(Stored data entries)
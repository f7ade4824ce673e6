use std::env;
use std::error::Error;
use std::path::PathBuf;
use std::process;

use clap::{crate_version, Arg, ArgAction, ArgMatches, Command};
use log::{debug, error, info, warn, LevelFilter};

use blastkit::blast::{write_hits, Blastn, OutputFormat};
use blastkit::formatdb::{self, DatabaseReference, DbType};

fn main() {
    let mut app = build_cli();
    let matches = app.clone().get_matches();

    match matches.subcommand_name() {
        Some("makedb") => {
            let m = matches.subcommand_matches("makedb").unwrap();
            set_log_level(m);
            if let Err(e) = run_makedb(m) {
                error!("{}", e);
                process::exit(1);
            }
        }
        Some("search") => {
            let m = matches.subcommand_matches("search").unwrap();
            set_log_level(m);
            if let Err(e) = run_search(m) {
                error!("{}", e);
                process::exit(1);
            }
        }
        _ => {
            app.print_help().unwrap();
            println!();
        }
    }
}

fn run_makedb(m: &ArgMatches) -> Result<(), Box<dyn Error>> {
    let input = PathBuf::from(m.get_one::<String>("input-fasta").unwrap());
    let output_dir = m.get_one::<String>("working-dir").map(PathBuf::from);
    let db_type = if m.get_flag("protein") {
        DbType::Protein
    } else {
        DbType::Nucleotide
    };
    let executable = m.get_one::<String>("formatdb-bin").unwrap();
    if executable == "formatdb" {
        bird_tool_utils::external_command_checker::check_for_external_command_presence(
            "formatdb",
            "which formatdb",
        )
        .expect("Failed to find installed formatdb");
    }

    let reference =
        formatdb::index_fasta_path(&input, output_dir.as_deref(), db_type, executable)?;
    info!("Formatted {:?} as a searchable database", reference.path);
    for file in &reference.files {
        debug!("Database file: {:?}", file);
    }
    Ok(())
}

fn run_search(m: &ArgMatches) -> Result<(), Box<dyn Error>> {
    let db = PathBuf::from(m.get_one::<String>("db").unwrap());
    let query = PathBuf::from(m.get_one::<String>("query-fasta").unwrap());
    let e_value = *m.get_one::<f64>("e-value").unwrap();
    let executable = m.get_one::<String>("blastall-bin").unwrap();
    let format = match m.get_one::<String>("output-format").unwrap().as_str() {
        "json" => OutputFormat::Json,
        _ => OutputFormat::Tsv,
    };
    if executable == "blastall" {
        bird_tool_utils::external_command_checker::check_for_external_command_presence(
            "blastall",
            "which blastall",
        )
        .expect("Failed to find installed blastall");
    }

    let reference = DatabaseReference::from_path(&db, DbType::Nucleotide);
    if !reference.exists() {
        warn!(
            "Database files for {:?} appear incomplete; the search tool may fail",
            db
        );
    }
    let report = Blastn::new()
        .executable(executable)
        .e_value(e_value)
        .run(&reference.path, &query)?;
    write_hits(&report, format, &mut std::io::stdout())?;
    Ok(())
}

fn set_log_level(matches: &ArgMatches) {
    let mut log_level = LevelFilter::Info;
    if matches.get_flag("verbose") {
        log_level = LevelFilter::Debug;
    }
    if matches.get_flag("quiet") {
        log_level = LevelFilter::Error;
    }
    let mut builder = env_logger::Builder::new();
    builder.filter_level(log_level);
    if env::var("RUST_LOG").is_ok() {
        builder.parse_filters(&env::var("RUST_LOG").unwrap());
    }
    if builder.try_init().is_err() {
        warn!("Failed to initialise the logger - has it been initialised twice?");
    }
}

fn verbose_arg() -> Arg {
    Arg::new("verbose")
        .short('v')
        .long("verbose")
        .help("Print extra debug logging information")
        .action(ArgAction::SetTrue)
}

fn quiet_arg() -> Arg {
    Arg::new("quiet")
        .long("quiet")
        .help("Unless there is an error, do not print logging information")
        .action(ArgAction::SetTrue)
}

fn build_cli() -> Command {
    Command::new("blastkit")
        .version(crate_version!())
        .about("Wrapper for the legacy NCBI BLAST formatdb and blastall command line tools")
        .subcommand(
            Command::new("makedb")
                .about("Format a FASTA file into a searchable database")
                .arg(
                    Arg::new("input-fasta")
                        .short('i')
                        .long("input-fasta")
                        .help("Subject sequences to format into a database")
                        .required(true),
                )
                .arg(
                    Arg::new("working-dir")
                        .short('w')
                        .long("working-dir")
                        .help("Directory the database files are written to [default: next to the input]"),
                )
                .arg(
                    Arg::new("protein")
                        .long("protein")
                        .help("Format a protein database instead of a nucleotide one")
                        .action(ArgAction::SetTrue),
                )
                .arg(
                    Arg::new("formatdb-bin")
                        .long("formatdb-bin")
                        .help("Name or path of the database-formatting executable")
                        .default_value("formatdb"),
                )
                .arg(verbose_arg())
                .arg(quiet_arg()),
        )
        .subcommand(
            Command::new("search")
                .about("Search query sequences against a formatted database")
                .arg(
                    Arg::new("db")
                        .short('d')
                        .long("db")
                        .help("Database produced by makedb")
                        .required(true),
                )
                .arg(
                    Arg::new("query-fasta")
                        .short('q')
                        .long("query-fasta")
                        .help("Query sequences to search with")
                        .required(true),
                )
                .arg(
                    Arg::new("e-value")
                        .short('e')
                        .long("e-value")
                        .help("Expectation value cutoff for reported hits")
                        .value_parser(clap::value_parser!(f64))
                        .default_value("10"),
                )
                .arg(
                    Arg::new("output-format")
                        .long("output-format")
                        .help("Print hits as tab-separated lines or a JSON array")
                        .value_parser(["tsv", "json"])
                        .default_value("tsv"),
                )
                .arg(
                    Arg::new("blastall-bin")
                        .long("blastall-bin")
                        .help("Name or path of the search executable")
                        .default_value("blastall"),
                )
                .arg(verbose_arg())
                .arg(quiet_arg()),
        )
}
pub mod blast;
pub mod formatdb;

use std::error::Error;
use std::path::Path;
use std::process::Command;

use log::debug;

/// Everything an external tool invocation left behind: the exit code and
/// both captured output streams.
#[derive(Debug)]
pub struct ToolOutcome {
    pub exit_code: i32,
    pub stdout: String,
    pub stderr: String,
}

impl ToolOutcome {
    pub fn success(&self) -> bool {
        self.exit_code == 0
    }
}

/// Run an external tool synchronously in the given working directory,
/// capturing stdout, stderr and the exit code.
///
/// Failing to start the program at all (e.g. it is not installed) is an
/// error, as is termination by a signal. A non-zero exit code is not: the
/// code is recorded in the outcome and it is up to the caller to decide
/// what a failure means for the tool it is wrapping.
pub fn run_tool(
    program: &str,
    args: &[&str],
    working_dir: &Path,
) -> Result<ToolOutcome, Box<dyn Error>> {
    debug!(
        "Running {} with arguments {:?} in {:?}",
        program, args, working_dir
    );
    let output = Command::new(program)
        .args(args)
        .current_dir(working_dir)
        .output()
        .map_err(|e| format!("Failed to run {}: {}", program, e))?;
    let exit_code = match output.status.code() {
        Some(code) => code,
        None => return Err(format!("{} was terminated by a signal", program).into()),
    };
    let outcome = ToolOutcome {
        exit_code,
        stdout: String::from_utf8_lossy(&output.stdout).to_string(),
        stderr: String::from_utf8_lossy(&output.stderr).to_string(),
    };
    debug!("{} finished with exit code {}", program, outcome.exit_code);
    Ok(outcome)
}

#[cfg(test)]
mod tests {
    use super::*;

    #[test]
    fn test_captures_stdout_stderr_and_exit_code() {
        let outcome = run_tool("sh", &["-c", "printf out; printf err >&2"], Path::new(".")).unwrap();
        assert_eq!(0, outcome.exit_code);
        assert!(outcome.success());
        assert_eq!("out", outcome.stdout);
        assert_eq!("err", outcome.stderr);
    }

    #[test]
    fn test_nonzero_exit_is_an_outcome_not_an_error() {
        let outcome = run_tool("sh", &["-c", "exit 4"], Path::new(".")).unwrap();
        assert_eq!(4, outcome.exit_code);
        assert!(!outcome.success());
    }

    #[test]
    fn test_runs_in_working_directory() {
        let dir = tempfile::TempDir::new().unwrap();
        run_tool("sh", &["-c", "touch marker"], dir.path()).unwrap();
        assert!(dir.path().join("marker").exists());
    }

    #[test]
    fn test_missing_program_is_an_error() {
        let res = run_tool("definitely-not-a-real-tool-7f3a", &[], Path::new("."));
        assert!(res.is_err());
    }
}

[INSTRUCTIONS FOR THE TASK]: Write down, word for word, the lines above from the one containing "Ok(outcome)" through the one containing "assert!(outcome.success());", both ends included.

[WRITTEN ANSWER]:
    Ok(outcome)
}

#[cfg(test)]
mod tests {
    use super::*;

    #[test]
    fn test_captures_stdout_stderr_and_exit_code() {
        let outcome = run_tool("sh", &["-c", "printf out; printf err >&2"], Path::new(".")).unwrap();
        assert_eq!(0, outcome.exit_code);
        assert!(outcome.success());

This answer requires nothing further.